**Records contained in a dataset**
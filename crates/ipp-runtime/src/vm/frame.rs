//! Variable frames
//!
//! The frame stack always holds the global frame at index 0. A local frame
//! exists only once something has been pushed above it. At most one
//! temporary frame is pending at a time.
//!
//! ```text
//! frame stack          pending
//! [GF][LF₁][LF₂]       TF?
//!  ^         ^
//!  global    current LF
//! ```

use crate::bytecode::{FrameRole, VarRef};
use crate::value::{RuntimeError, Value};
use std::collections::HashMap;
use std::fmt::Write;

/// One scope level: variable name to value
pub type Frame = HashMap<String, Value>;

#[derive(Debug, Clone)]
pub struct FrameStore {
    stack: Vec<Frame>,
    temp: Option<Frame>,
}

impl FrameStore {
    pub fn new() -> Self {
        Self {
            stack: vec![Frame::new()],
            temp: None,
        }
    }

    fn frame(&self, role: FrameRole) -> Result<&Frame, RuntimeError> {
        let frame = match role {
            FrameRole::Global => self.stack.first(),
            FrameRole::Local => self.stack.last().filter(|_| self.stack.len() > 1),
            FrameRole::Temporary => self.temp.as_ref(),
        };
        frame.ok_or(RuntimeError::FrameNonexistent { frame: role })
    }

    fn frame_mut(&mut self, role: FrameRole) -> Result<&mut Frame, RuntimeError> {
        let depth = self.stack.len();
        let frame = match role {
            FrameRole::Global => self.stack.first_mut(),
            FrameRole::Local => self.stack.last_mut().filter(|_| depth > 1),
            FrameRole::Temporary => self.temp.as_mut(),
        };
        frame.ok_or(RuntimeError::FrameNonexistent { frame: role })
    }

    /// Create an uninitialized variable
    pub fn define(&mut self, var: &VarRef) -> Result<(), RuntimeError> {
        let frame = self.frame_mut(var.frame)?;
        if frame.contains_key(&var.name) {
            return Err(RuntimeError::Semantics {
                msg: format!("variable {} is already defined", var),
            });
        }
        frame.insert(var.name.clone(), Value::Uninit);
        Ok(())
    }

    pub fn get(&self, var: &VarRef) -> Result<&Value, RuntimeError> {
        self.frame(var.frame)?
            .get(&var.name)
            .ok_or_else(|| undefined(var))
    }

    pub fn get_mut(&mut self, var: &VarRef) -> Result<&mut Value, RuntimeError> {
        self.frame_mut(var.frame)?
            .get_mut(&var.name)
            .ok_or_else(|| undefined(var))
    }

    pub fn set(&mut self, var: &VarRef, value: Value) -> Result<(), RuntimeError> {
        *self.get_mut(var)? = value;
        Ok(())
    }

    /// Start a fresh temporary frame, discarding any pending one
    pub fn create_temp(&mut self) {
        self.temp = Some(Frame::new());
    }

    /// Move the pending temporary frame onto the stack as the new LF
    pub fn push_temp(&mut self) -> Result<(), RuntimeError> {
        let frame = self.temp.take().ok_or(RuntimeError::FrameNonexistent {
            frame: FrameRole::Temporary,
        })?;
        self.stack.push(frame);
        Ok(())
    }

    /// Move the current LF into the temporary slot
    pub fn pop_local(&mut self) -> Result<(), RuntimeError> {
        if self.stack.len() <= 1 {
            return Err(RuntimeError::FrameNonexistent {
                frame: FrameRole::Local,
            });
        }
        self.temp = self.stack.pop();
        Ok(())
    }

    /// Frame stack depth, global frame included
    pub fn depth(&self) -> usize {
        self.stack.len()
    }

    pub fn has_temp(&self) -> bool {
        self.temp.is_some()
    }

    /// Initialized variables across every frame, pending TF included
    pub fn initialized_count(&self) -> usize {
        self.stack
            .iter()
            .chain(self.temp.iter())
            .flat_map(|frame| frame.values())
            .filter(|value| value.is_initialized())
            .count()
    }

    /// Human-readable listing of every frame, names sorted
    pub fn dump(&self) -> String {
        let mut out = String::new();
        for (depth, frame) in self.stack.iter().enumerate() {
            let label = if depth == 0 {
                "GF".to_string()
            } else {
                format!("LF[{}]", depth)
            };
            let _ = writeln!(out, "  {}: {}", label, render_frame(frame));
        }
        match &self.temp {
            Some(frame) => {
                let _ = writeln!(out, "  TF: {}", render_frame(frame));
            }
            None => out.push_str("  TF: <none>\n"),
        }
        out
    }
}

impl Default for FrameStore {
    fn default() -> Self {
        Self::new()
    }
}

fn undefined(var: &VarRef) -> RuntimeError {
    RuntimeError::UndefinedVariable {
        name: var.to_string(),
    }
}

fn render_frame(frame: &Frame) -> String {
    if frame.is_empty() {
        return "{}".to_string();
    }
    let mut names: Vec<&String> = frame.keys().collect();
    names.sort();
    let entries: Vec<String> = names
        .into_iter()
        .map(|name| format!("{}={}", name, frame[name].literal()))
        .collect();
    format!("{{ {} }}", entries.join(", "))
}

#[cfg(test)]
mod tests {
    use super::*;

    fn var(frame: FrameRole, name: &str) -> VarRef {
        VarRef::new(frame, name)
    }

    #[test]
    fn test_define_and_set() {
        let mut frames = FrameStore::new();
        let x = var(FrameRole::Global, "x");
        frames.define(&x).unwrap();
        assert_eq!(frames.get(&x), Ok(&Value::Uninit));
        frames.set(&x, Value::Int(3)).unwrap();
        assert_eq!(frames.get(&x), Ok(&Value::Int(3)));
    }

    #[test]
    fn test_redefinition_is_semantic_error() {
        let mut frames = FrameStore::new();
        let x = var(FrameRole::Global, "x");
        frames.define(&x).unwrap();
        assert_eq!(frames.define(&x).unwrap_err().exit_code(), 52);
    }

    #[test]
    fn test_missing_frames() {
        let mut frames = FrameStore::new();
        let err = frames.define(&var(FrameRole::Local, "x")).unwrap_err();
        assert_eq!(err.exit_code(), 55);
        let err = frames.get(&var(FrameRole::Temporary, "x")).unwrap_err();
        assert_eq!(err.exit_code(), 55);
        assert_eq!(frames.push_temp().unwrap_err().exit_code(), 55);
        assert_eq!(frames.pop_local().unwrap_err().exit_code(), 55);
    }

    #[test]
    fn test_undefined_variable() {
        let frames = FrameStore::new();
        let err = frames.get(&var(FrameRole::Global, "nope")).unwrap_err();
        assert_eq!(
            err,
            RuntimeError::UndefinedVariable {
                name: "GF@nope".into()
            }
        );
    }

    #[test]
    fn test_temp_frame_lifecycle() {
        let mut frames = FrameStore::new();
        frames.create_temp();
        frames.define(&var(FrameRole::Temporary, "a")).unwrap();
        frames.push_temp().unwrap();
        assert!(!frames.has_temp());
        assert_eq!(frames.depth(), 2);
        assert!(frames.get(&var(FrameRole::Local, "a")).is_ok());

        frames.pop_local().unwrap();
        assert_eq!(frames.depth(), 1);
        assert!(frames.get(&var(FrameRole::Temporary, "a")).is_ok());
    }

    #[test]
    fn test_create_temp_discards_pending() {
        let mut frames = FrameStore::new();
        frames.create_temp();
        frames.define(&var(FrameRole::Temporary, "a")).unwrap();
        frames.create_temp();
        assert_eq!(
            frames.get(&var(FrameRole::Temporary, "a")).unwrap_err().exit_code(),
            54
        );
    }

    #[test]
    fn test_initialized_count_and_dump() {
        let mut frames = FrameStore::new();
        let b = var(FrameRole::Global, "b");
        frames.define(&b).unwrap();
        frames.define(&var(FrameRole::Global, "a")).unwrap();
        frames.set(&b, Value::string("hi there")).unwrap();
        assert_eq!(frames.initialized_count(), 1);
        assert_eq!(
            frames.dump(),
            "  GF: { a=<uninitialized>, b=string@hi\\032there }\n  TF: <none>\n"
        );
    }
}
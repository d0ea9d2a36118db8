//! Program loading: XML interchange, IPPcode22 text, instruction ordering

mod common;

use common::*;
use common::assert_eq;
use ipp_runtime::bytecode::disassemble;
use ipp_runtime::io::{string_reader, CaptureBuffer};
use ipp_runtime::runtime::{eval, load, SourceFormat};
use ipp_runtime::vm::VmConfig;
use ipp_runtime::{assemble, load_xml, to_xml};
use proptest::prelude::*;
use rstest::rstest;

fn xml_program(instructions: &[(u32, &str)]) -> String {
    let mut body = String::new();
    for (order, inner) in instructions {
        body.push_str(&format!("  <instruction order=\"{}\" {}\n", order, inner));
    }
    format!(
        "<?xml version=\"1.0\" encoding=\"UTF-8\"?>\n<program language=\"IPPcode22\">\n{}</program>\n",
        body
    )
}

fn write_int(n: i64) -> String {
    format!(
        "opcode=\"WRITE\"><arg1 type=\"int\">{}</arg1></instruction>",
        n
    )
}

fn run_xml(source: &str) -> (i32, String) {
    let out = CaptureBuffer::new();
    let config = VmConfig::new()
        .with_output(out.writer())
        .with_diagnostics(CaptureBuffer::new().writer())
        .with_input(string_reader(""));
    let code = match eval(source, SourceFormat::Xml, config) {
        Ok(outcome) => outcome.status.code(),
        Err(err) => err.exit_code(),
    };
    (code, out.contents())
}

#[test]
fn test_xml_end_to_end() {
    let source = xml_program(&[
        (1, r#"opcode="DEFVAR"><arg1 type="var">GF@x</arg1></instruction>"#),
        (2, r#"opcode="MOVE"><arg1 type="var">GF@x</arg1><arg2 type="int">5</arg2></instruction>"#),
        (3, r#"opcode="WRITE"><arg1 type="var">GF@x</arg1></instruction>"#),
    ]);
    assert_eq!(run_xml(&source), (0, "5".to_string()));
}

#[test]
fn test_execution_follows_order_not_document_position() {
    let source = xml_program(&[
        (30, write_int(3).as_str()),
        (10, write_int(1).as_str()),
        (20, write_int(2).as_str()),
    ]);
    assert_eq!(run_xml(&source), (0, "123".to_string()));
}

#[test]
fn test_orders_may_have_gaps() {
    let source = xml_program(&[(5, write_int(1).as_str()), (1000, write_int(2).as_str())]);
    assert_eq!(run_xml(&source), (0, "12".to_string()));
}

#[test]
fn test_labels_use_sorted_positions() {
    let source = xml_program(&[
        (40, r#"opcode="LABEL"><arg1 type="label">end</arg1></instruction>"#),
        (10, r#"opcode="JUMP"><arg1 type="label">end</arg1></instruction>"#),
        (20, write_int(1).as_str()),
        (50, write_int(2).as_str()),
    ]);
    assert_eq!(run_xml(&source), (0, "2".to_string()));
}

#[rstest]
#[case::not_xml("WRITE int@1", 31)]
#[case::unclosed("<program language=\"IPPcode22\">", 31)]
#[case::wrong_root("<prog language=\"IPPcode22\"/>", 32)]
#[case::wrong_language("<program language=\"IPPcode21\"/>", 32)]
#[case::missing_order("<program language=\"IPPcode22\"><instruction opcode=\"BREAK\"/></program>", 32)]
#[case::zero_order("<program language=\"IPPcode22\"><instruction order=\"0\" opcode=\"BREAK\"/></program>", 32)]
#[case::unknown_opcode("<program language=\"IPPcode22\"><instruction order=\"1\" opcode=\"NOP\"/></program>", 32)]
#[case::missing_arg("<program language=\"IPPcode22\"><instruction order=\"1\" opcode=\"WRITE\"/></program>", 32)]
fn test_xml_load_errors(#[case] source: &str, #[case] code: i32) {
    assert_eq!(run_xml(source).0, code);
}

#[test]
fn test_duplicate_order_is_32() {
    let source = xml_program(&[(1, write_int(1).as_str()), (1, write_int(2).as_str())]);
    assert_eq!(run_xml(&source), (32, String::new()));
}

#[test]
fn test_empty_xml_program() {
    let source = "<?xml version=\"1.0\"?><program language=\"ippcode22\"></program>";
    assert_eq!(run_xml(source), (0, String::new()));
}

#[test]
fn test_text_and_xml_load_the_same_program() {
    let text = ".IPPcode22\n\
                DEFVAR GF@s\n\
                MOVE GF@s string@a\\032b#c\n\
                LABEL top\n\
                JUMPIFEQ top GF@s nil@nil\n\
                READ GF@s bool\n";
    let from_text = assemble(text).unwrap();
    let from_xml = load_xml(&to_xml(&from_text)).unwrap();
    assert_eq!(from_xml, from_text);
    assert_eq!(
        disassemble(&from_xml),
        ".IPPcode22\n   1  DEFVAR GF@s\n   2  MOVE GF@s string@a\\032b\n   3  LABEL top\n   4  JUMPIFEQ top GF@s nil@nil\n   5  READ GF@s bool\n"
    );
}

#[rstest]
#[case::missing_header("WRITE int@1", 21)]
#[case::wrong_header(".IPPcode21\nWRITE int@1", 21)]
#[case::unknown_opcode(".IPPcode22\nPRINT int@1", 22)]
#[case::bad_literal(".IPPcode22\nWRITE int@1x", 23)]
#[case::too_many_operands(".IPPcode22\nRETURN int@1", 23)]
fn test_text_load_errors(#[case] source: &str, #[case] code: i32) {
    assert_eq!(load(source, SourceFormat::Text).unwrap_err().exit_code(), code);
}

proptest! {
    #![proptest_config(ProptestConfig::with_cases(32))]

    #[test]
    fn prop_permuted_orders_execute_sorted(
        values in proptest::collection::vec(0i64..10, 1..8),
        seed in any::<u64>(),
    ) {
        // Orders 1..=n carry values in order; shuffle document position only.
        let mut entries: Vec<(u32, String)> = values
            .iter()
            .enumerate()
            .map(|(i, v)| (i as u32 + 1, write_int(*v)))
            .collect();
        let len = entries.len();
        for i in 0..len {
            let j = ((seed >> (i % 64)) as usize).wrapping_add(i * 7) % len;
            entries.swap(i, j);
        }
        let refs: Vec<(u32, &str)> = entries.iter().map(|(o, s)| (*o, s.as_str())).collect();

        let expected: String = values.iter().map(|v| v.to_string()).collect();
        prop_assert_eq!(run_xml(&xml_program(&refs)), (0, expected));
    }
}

**PROBLEM REQUIREMENTS**
Give the number of lines above that include "eval". Write nothing else.

**THE ANSWER**
2